In this case, `DynamicInvoke` is necessary because the dispatcher does not know the delegate signatures at compile time. The dictionary stores the base `Delegate` type, so `Invoke` is not available.

## Common Pitfalls

1. **Using DynamicInvoke when Invoke would work.** If you have the concrete delegate type, always prefer `Invoke`. The performance difference is too large to ignore in hot paths.

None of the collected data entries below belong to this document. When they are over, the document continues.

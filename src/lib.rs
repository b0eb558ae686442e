//! Grid raycasting renderer.
//!
//! Rays are walked across a tile grid one cell boundary at a time
//! ([`caster`]); the camera casts one ray per screen column, keeps the batch
//! while the player stands still ([`camera`]), and the column renderer turns
//! each ray's steps into ground and wall slices on a [`render::Surface`].

pub mod audio;
pub mod cache;
pub mod camera;
pub mod caster;
pub mod clock;
pub mod config;
pub mod environment;
pub mod error;
pub mod framebuffer;
pub mod grid;
pub mod input;
pub mod player;
pub mod render;
pub mod texture;

pub use cache::BoundedCache;
pub use camera::{Camera, CameraConfig, Projection, Projector};
pub use caster::{Point, Ray, RayCaster, Step};
pub use config::EngineConfig;
pub use environment::Environment;
pub use error::{CacheError, CasterError, ConfigError, MapError, TextureError};
pub use framebuffer::FrameBuffer;
pub use grid::{GridMap, Occupancy};
pub use player::{Player, Pose};
pub use render::{Rect, Surface};
pub use texture::Texture;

2. **Swallowing inner exceptions.** `DynamicInvoke` wraps any exception thrown by the target method in a `TargetInvocationException`. If you catch exceptions, remember to unwrap the `InnerException` to get the actual error.

    ```csharp
    try
    {
        op.DynamicInvoke(args);
    }
    catch (System.Reflection.TargetInvocationException ex)
    {
        // The real exception is inside
        Console.WriteLine(ex.InnerException.Message);
    }
    ```

3. **Argument count mismatches.** `DynamicInvoke` throws `TargetParameterCountException` if you pass the wrong number of arguments. Unlike `Invoke`, the compiler cannot catch this at build time.

4. **Boxing overhead with value types.** Every `int`, `bool`, `double`, or struct argument gets boxed when passed through `object[]`. In tight loops, this creates significant GC pressure. If performance matters, find a way to use the typed `Invoke` instead.

## Summary

`Invoke` is the fast, type-safe, compile-time-checked way to call a delegate. `DynamicInvoke` is the flexible, runtime-checked alternative that works when you only have a base `Delegate` reference. In everyday application code, you should almost always use `Invoke` (or its shorthand syntax). Reserve `DynamicInvoke` for framework-level scenarios like plugin systems, event dispatchers, or serialization engines where delegate types are not known until runtime.